Information About Albumin Hepatorenal Syndrome

By Ashley | January 6, 2010

Hepatorenal syndrome is a medical emergency that requires an immediate liver transplant or management with dialysis of the liver and kidneys until a new liver can be transplanted. This disease is a complication of cirrhosis of the liver. Cirrhosis is a state of death of the liver tissue in which liver tissue that was previously function turns into scar tissue after extensive damage. Despite the fame of the liver being the only organ in the body that can heal itself, damage of this kind is permanent. Hepatorenal syndrome gets its name from the two organs that are affected by it, namely the liver and the kidneys.
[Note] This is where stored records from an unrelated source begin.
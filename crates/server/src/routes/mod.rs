use axum::{
    Router,
    extract::DefaultBodyLimit,
    http::{HeaderName, Method},
    middleware,
    routing::{IntoMakeService, get},
};
use deployment::Deployment;
use tower_http::cors::{Any, CorsLayer};

use crate::{
    DeploymentImpl,
    middleware::{REQUEST_ID_HEADER, request_id_middleware},
};

pub mod converter;
pub mod health;
pub mod schematic;

fn cors() -> CorsLayer {
    CorsLayer::new()
        .allow_origin(Any)
        .allow_methods([Method::GET, Method::POST])
        .allow_headers(Any)
        .expose_headers([HeaderName::from_static(REQUEST_ID_HEADER)])
}

/// The full application router, mounted under `/api` and at the root paths
/// older clients call
pub fn app(deployment: DeploymentImpl) -> Router {
    let max_upload_bytes = deployment.config().max_upload_bytes;

    let base_routes = Router::new()
        .route("/health", get(health::health_check))
        .merge(converter::router(&deployment))
        .merge(schematic::router(&deployment))
        .layer(DefaultBodyLimit::max(max_upload_bytes))
        .with_state(deployment);

    Router::new()
        .nest("/api", base_routes.clone())
        .merge(base_routes)
        .layer(cors())
        .layer(middleware::from_fn(request_id_middleware))
}

pub fn router(deployment: DeploymentImpl) -> IntoMakeService<Router> {
    app(deployment).into_make_service()
}
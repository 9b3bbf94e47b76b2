//! Upload filename handling

use lazy_static::lazy_static;
use regex::Regex;

lazy_static! {
    static ref UNSAFE_CHARS: Regex = Regex::new(r"[^A-Za-z0-9_.-]").expect("valid regex");
}

/// Reduce a client-supplied filename to a safe, flat file name.
///
/// Path separators become spaces, whitespace runs become a single `_`,
/// anything outside `[A-Za-z0-9_.-]` is dropped and leading/trailing dots
/// and underscores are trimmed. Returns `None` when nothing usable is left.
pub fn sanitize_filename(raw: &str) -> Option<String> {
    let flattened = raw.replace(['/', '\\'], " ");
    let joined = flattened.split_whitespace().collect::<Vec<_>>().join("_");
    let cleaned = UNSAFE_CHARS.replace_all(&joined, "");
    let trimmed = cleaned.trim_matches(|c| c == '.' || c == '_');

    if trimmed.is_empty() {
        None
    } else {
        Some(trimmed.to_string())
    }
}

/// Case-insensitive extension check, `extension` without the dot
pub fn has_extension(filename: &str, extension: &str) -> bool {
    std::path::Path::new(filename)
        .extension()
        .and_then(|e| e.to_str())
        .is_some_and(|e| e.eq_ignore_ascii_case(extension))
}
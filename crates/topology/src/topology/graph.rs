//! Graph model for railway topologies

use indexmap::IndexMap;
use serde::{Deserialize, Serialize};
use uuid::Uuid;

use super::engine::TopologyEngine;
use crate::{Result, TopologyError};

/// Coordinate system of every [`GeoPoint`] in a topology
#[derive(Debug, Clone, Copy, PartialEq, Eq, Serialize, Deserialize, Default)]
#[serde(rename_all = "snake_case")]
pub enum CoordinateSystem {
    /// x = latitude, y = longitude (degrees)
    #[default]
    Wgs84,
    /// Planar metres
    Local,
}

/// A coordinate pair
#[derive(Debug, Clone, Copy, PartialEq, Serialize, Deserialize)]
pub struct GeoPoint {
    pub x: f64,
    pub y: f64,
}

impl GeoPoint {
    pub fn new(x: f64, y: f64) -> Self {
        Self { x, y }
    }
}

#[derive(Debug, Clone, Copy, PartialEq, Eq, Serialize, Deserialize, Default)]
#[serde(rename_all = "snake_case")]
pub enum NodeKind {
    /// A switch: three or more connected edges
    Point,
    /// Buffer stop or open end of the imported area
    End,
    #[default]
    Plain,
}

/// A track node
#[derive(Debug, Clone, Serialize, Deserialize)]
pub struct Node {
    pub uuid: Uuid,
    pub name: String,
    pub geo: GeoPoint,
    #[serde(default)]
    pub kind: NodeKind,
    #[serde(default, skip_serializing_if = "Option::is_none")]
    pub osm_id: Option<i64>,
}

impl Node {
    pub fn new(name: impl Into<String>, geo: GeoPoint) -> Self {
        Self {
            uuid: Uuid::new_v4(),
            name: name.into(),
            geo,
            kind: NodeKind::Plain,
            osm_id: None,
        }
    }

    pub fn with_uuid(mut self, uuid: Uuid) -> Self {
        self.uuid = uuid;
        self
    }

    pub fn with_kind(mut self, kind: NodeKind) -> Self {
        self.kind = kind;
        self
    }

    pub fn with_osm_id(mut self, osm_id: i64) -> Self {
        self.osm_id = Some(osm_id);
        self
    }
}

/// A track section between two nodes
#[derive(Debug, Clone, Serialize, Deserialize)]
pub struct Edge {
    pub uuid: Uuid,
    pub node_a: Uuid,
    pub node_b: Uuid,
    /// Geometry between `node_a` and `node_b`, endpoints excluded
    #[serde(default)]
    pub intermediate: Vec<GeoPoint>,
    /// Length in metres
    pub length: f64,
    #[serde(default, skip_serializing_if = "Option::is_none")]
    pub track_type: Option<u8>,
}

impl Edge {
    pub fn new(node_a: Uuid, node_b: Uuid) -> Self {
        Self {
            uuid: Uuid::new_v4(),
            node_a,
            node_b,
            intermediate: Vec::new(),
            length: 0.0,
            track_type: None,
        }
    }

    pub fn with_uuid(mut self, uuid: Uuid) -> Self {
        self.uuid = uuid;
        self
    }

    pub fn with_intermediate(mut self, points: Vec<GeoPoint>) -> Self {
        self.intermediate = points;
        self
    }

    pub fn with_length(mut self, length: f64) -> Self {
        self.length = length;
        self
    }

    pub fn with_track_type(mut self, track_type: u8) -> Self {
        self.track_type = Some(track_type);
        self
    }

    pub fn connects(&self, node_id: Uuid) -> bool {
        self.node_a == node_id || self.node_b == node_id
    }

    /// The node on the other end, if `node_id` is one of the ends
    pub fn other_node(&self, node_id: Uuid) -> Option<Uuid> {
        if self.node_a == node_id {
            Some(self.node_b)
        } else if self.node_b == node_id {
            Some(self.node_a)
        } else {
            None
        }
    }
}

/// Direction in which a signal is effective, relative to its edge
#[derive(Debug, Clone, Copy, PartialEq, Eq, Hash, Serialize, Deserialize)]
#[serde(rename_all = "snake_case")]
pub enum SignalDirection {
    /// Governs movements from `node_a` towards `node_b`
    In,
    Against,
}

impl SignalDirection {
    pub fn opposite(&self) -> Self {
        match self {
            SignalDirection::In => SignalDirection::Against,
            SignalDirection::Against => SignalDirection::In,
        }
    }

    pub fn as_str(&self) -> &'static str {
        match self {
            SignalDirection::In => "in",
            SignalDirection::Against => "against",
        }
    }
}

#[derive(Debug, Clone, Copy, PartialEq, Eq, Serialize, Deserialize, Default)]
#[serde(rename_all = "snake_case")]
pub enum SignalFunction {
    Entry,
    Exit,
    Block,
    #[default]
    Other,
}

#[derive(Debug, Clone, Copy, PartialEq, Eq, Serialize, Deserialize, Default)]
#[serde(rename_all = "snake_case")]
pub enum SignalKind {
    #[default]
    Main,
    Distant,
    MultiSection,
    Shunting,
    Other,
}

impl SignalKind {
    /// Main and multi-section signals delimit routes
    pub fn is_main(&self) -> bool {
        matches!(self, SignalKind::Main | SignalKind::MultiSection)
    }
}

#[derive(Debug, Clone, Copy, PartialEq, Eq, Serialize, Deserialize, Default)]
#[serde(rename_all = "snake_case")]
pub enum SignalSide {
    Left,
    #[default]
    Right,
}

/// A signal placed on an edge
#[derive(Debug, Clone, Serialize, Deserialize)]
pub struct Signal {
    pub uuid: Uuid,
    pub name: String,
    pub edge: Uuid,
    /// Metres from the edge's `node_a`
    pub distance: f64,
    pub direction: SignalDirection,
    #[serde(default)]
    pub function: SignalFunction,
    #[serde(default)]
    pub kind: SignalKind,
    #[serde(default)]
    pub side: SignalSide,
}

impl Signal {
    pub fn new(
        name: impl Into<String>,
        edge: Uuid,
        distance: f64,
        direction: SignalDirection,
    ) -> Self {
        Self {
            uuid: Uuid::new_v4(),
            name: name.into(),
            edge,
            distance,
            direction,
            function: SignalFunction::Other,
            kind: SignalKind::Main,
            side: SignalSide::Right,
        }
    }

    pub fn with_uuid(mut self, uuid: Uuid) -> Self {
        self.uuid = uuid;
        self
    }

    pub fn with_kind(mut self, kind: SignalKind) -> Self {
        self.kind = kind;
        self
    }

    pub fn with_function(mut self, function: SignalFunction) -> Self {
        self.function = function;
        self
    }

    pub fn with_side(mut self, side: SignalSide) -> Self {
        self.side = side;
        self
    }
}

/// A signalling route between two main signals
#[derive(Debug, Clone, Serialize, Deserialize)]
pub struct Route {
    pub uuid: Uuid,
    pub start_signal: Uuid,
    pub end_signal: Uuid,
    pub edges: Vec<Uuid>,
    pub length: f64,
}

/// The railway topology graph
#[derive(Debug, Clone, Serialize, Deserialize, Default)]
pub struct Topology {
    #[serde(default)]
    pub crs: CoordinateSystem,
    pub nodes: IndexMap<Uuid, Node>,
    pub edges: IndexMap<Uuid, Edge>,
    pub signals: IndexMap<Uuid, Signal>,
    #[serde(default)]
    pub routes: Vec<Route>,
}

impl Topology {
    pub fn new(crs: CoordinateSystem) -> Self {
        Self {
            crs,
            ..Default::default()
        }
    }

    pub fn add_node(&mut self, node: Node) -> Uuid {
        let id = node.uuid;
        self.nodes.insert(id, node);
        id
    }

    /// Add an edge between two existing nodes. A zero length is replaced by
    /// the length of the edge geometry.
    pub fn add_edge(&mut self, mut edge: Edge) -> Result<Uuid> {
        for end in [edge.node_a, edge.node_b] {
            if !self.nodes.contains_key(&end) {
                return Err(TopologyError::NodeNotFound(end));
            }
        }
        if edge.length <= 0.0 {
            edge.length = TopologyEngine::polyline_length(&self.edge_geometry(&edge), self.crs);
        }
        let id = edge.uuid;
        self.edges.insert(id, edge);
        Ok(id)
    }

    /// Add a signal on an existing edge
    pub fn add_signal(&mut self, signal: Signal) -> Result<Uuid> {
        let edge = self
            .edges
            .get(&signal.edge)
            .ok_or(TopologyError::EdgeNotFound(signal.edge))?;
        if signal.distance < 0.0 || signal.distance > edge.length + f64::EPSILON {
            return Err(TopologyError::SignalOutOfRange {
                signal: signal.uuid,
                edge: edge.uuid,
                distance: signal.distance,
            });
        }
        let id = signal.uuid;
        self.signals.insert(id, signal);
        Ok(id)
    }

    pub fn node(&self, id: Uuid) -> Option<&Node> {
        self.nodes.get(&id)
    }

    pub fn edge(&self, id: Uuid) -> Option<&Edge> {
        self.edges.get(&id)
    }

    pub fn signal(&self, id: Uuid) -> Option<&Signal> {
        self.signals.get(&id)
    }

    /// All edges touching a node
    pub fn edges_at(&self, node_id: Uuid) -> Vec<&Edge> {
        self.edges.values().filter(|e| e.connects(node_id)).collect()
    }

    pub fn degree(&self, node_id: Uuid) -> usize {
        self.edges_at(node_id).len()
    }

    /// Signals on an edge, ordered by distance from `node_a`
    pub fn signals_on(&self, edge_id: Uuid) -> Vec<&Signal> {
        let mut signals: Vec<_> = self.signals.values().filter(|s| s.edge == edge_id).collect();
        signals.sort_by(|a, b| a.distance.total_cmp(&b.distance));
        signals
    }

    /// Full geometry of an edge from `node_a` to `node_b`
    pub fn edge_geometry(&self, edge: &Edge) -> Vec<GeoPoint> {
        let mut points = Vec::with_capacity(edge.intermediate.len() + 2);
        if let Some(a) = self.nodes.get(&edge.node_a) {
            points.push(a.geo);
        }
        points.extend(edge.intermediate.iter().copied());
        if let Some(b) = self.nodes.get(&edge.node_b) {
            points.push(b.geo);
        }
        points
    }

    /// Re-derive node kinds from their degree
    pub fn classify_nodes(&mut self) {
        let degrees: Vec<(Uuid, usize)> = self.nodes.keys().map(|id| (*id, self.degree(*id))).collect();
        for (id, degree) in degrees {
            if let Some(node) = self.nodes.get_mut(&id) {
                node.kind = match degree {
                    0 | 1 => NodeKind::End,
                    2 => NodeKind::Plain,
                    _ => NodeKind::Point,
                };
            }
        }
    }

    /// Drop every signal that does not delimit routes
    pub fn retain_main_signals(&mut self) -> usize {
        let before = self.signals.len();
        self.signals.retain(|_, s| s.kind.is_main());
        before - self.signals.len()
    }

    pub fn node_count(&self) -> usize {
        self.nodes.len()
    }

    pub fn edge_count(&self) -> usize {
        self.edges.len()
    }

    pub fn signal_count(&self) -> usize {
        self.signals.len()
    }

    pub fn is_empty(&self) -> bool {
        self.nodes.is_empty()
    }

    pub fn summary(&self) -> TopologySummary {
        TopologySummary {
            node_count: self.node_count(),
            edge_count: self.edge_count(),
            signal_count: self.signal_count(),
            route_count: self.routes.len(),
            total_length: self.edges.values().map(|e| e.length).sum(),
        }
    }
}

/// Counts used in logs and responses
#[derive(Debug, Clone, PartialEq, Serialize, Deserialize, Default)]
pub struct TopologySummary {
    pub node_count: usize,
    pub edge_count: usize,
    pub signal_count: usize,
    pub route_count: usize,
    pub total_length: f64,
}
The exact course of the disease is quite complicated. With decreased liver function from cirrhosis, there is an increase in blood flow to the intestinal tract via the splanchinic circulation. When the vessels dilate for allowing increased blood flow, the renal circulation is then squeezed shut. This ends up damaging the kidneys and causing renal failure but not before the renin-angiotensin-aldesterone system tries to increase the blood pressure by secreting more renin and this consequently causes Aldesterone secretions to increase the retention of sodium. This makes things worse as the portal hypertension that is caused by an almost dead liver then increases. In a related condition, leakage from the portal vein causes fluid to build up in the peritoneum, causing a serious condition called ascites. Relieving this fluid buildup is even more complicated as an improper paracentesis can also cause hepatorenal syndrome if intravenous saline is not administered after the procedure.

Albumin is one of the main elements that is used to extend the life of person with the complication. This is because a liver dialysis uses albumin bound in a membrane to perform the detoxification of the blood taking the load off the liver. Unfortunately, all these procedures are not really effective for nearly 50% percent of those with Type 1 hepatorenal syndrome who eventually die of the condition sometimes irrespective of transplants. The prognosis is only slightly better for those with the Type 2 variant of the disease. There is a lot of benefit in the use of some of the drugs that constrict the circulation of the splanchic system like somatostatin analogues. This is one of the major problems that one needs to face if suffering from ascites, portal hypertension, and is something to look forward to if you are a heavy drinker.